## [EXERCISE AIM]
Search term "Result": please copy every line of the records below that contains it.

## [SUPPLIED RECORDS]
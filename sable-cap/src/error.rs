//! Capability error types
//!
//! [`CapError`] covers failures of slot-level operations on the derivation
//! tree. [`LookupFault`] describes why walking a CPtr through the CSpace
//! failed; it is either reported back as part of a syscall error or
//! delivered to the thread's fault handler.

use core::fmt;

/// Errors from operations on capability slots.
#[derive(Clone, Copy, Debug, PartialEq, Eq, Hash)]
#[must_use = "capability errors must be handled"]
pub enum CapError {
    /// The destination slot is occupied; delete its capability first.
    DeleteFirst,

    /// The slot still has derived children; revoke it first.
    RevokeFirst,

    /// The capability cannot be derived or used this way.
    IllegalOperation,
}

impl CapError {
    /// Short description for logging.
    #[must_use]
    pub const fn as_str(self) -> &'static str {
        match self {
            Self::DeleteFirst => "destination slot occupied",
            Self::RevokeFirst => "capability has children",
            Self::IllegalOperation => "illegal operation on capability",
        }
    }
}

impl fmt::Display for CapError {
    fn fmt(&self, f: &mut fmt::Formatter<'_>) -> fmt::Result {
        f.write_str(self.as_str())
    }
}

/// Result type for capability slot operations.
pub type CapResult<T> = Result<T, CapError>;

/// Why a CPtr could not be resolved.
#[derive(Clone, Copy, Debug, PartialEq, Eq, Hash)]
pub enum LookupFault {
    /// The root capability was not a CNode.
    InvalidRoot,

    /// The slot reached was empty or held the wrong kind of capability.
    MissingCapability {
        /// Bits of the CPtr not yet consumed.
        bits_left: u32,
    },

    /// Resolution needed more bits than were left, or stopped early.
    DepthMismatch {
        /// Bits the next level would have consumed.
        bits_found: u32,
        /// Bits of the CPtr not yet consumed.
        bits_left: u32,
    },

    /// A CNode guard did not match the CPtr.
    GuardMismatch {
        /// Bits of the CPtr not yet consumed.
        bits_left: u32,
        /// The CNode's guard.
        guard_found: u64,
        /// Size of the CNode's guard in bits.
        guard_size: u32,
    },
}

impl LookupFault {
    /// ABI code of the failure kind.
    #[must_use]
    pub const fn code(&self) -> u64 {
        match self {
            Self::InvalidRoot => 0,
            Self::MissingCapability { .. } => 1,
            Self::DepthMismatch { .. } => 2,
            Self::GuardMismatch { .. } => 3,
        }
    }

    /// Name for logging.
    #[must_use]
    pub const fn name(&self) -> &'static str {
        match self {
            Self::InvalidRoot => "InvalidRoot",
            Self::MissingCapability { .. } => "MissingCapability",
            Self::DepthMismatch { .. } => "DepthMismatch",
            Self::GuardMismatch { .. } => "GuardMismatch",
        }
    }

    /// Encode into message words: the kind code plus one followed by the
    /// kind's fields. Returns the buffer and the number of words used.
    #[must_use]
    pub const fn to_words(&self) -> ([u64; 4], usize) {
        let kind = self.code() + 1;
        match *self {
            Self::InvalidRoot => ([kind, 0, 0, 0], 1),
            Self::MissingCapability { bits_left } => ([kind, bits_left as u64, 0, 0], 2),
            Self::DepthMismatch {
                bits_found,
                bits_left,
            } => ([kind, bits_left as u64, bits_found as u64, 0], 3),
            Self::GuardMismatch {
                bits_left,
                guard_found,
                guard_size,
            } => ([kind, bits_left as u64, guard_found, guard_size as u64], 4),
        }
    }
}

impl fmt::Display for LookupFault {
    fn fmt(&self, f: &mut fmt::Formatter<'_>) -> fmt::Result {
        match self {
            Self::InvalidRoot => write!(f, "invalid root"),
            Self::MissingCapability { bits_left } => {
                write!(f, "missing capability ({bits_left} bits left)")
            }
            Self::DepthMismatch {
                bits_found,
                bits_left,
            } => write!(f, "depth mismatch (found {bits_found}, {bits_left} left)"),
            Self::GuardMismatch {
                bits_left,
                guard_found,
                guard_size,
            } => write!(
                f,
                "guard mismatch (guard {guard_found:#x}/{guard_size}, {bits_left} bits left)"
            ),
        }
    }
}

## [ANSWER SECTION]
    fn fmt(&self, f: &mut fmt::Formatter<'_>) -> fmt::Result {
/// Result type for capability slot operations.
pub type CapResult<T> = Result<T, CapError>;
    fn fmt(&self, f: &mut fmt::Formatter<'_>) -> fmt::Result {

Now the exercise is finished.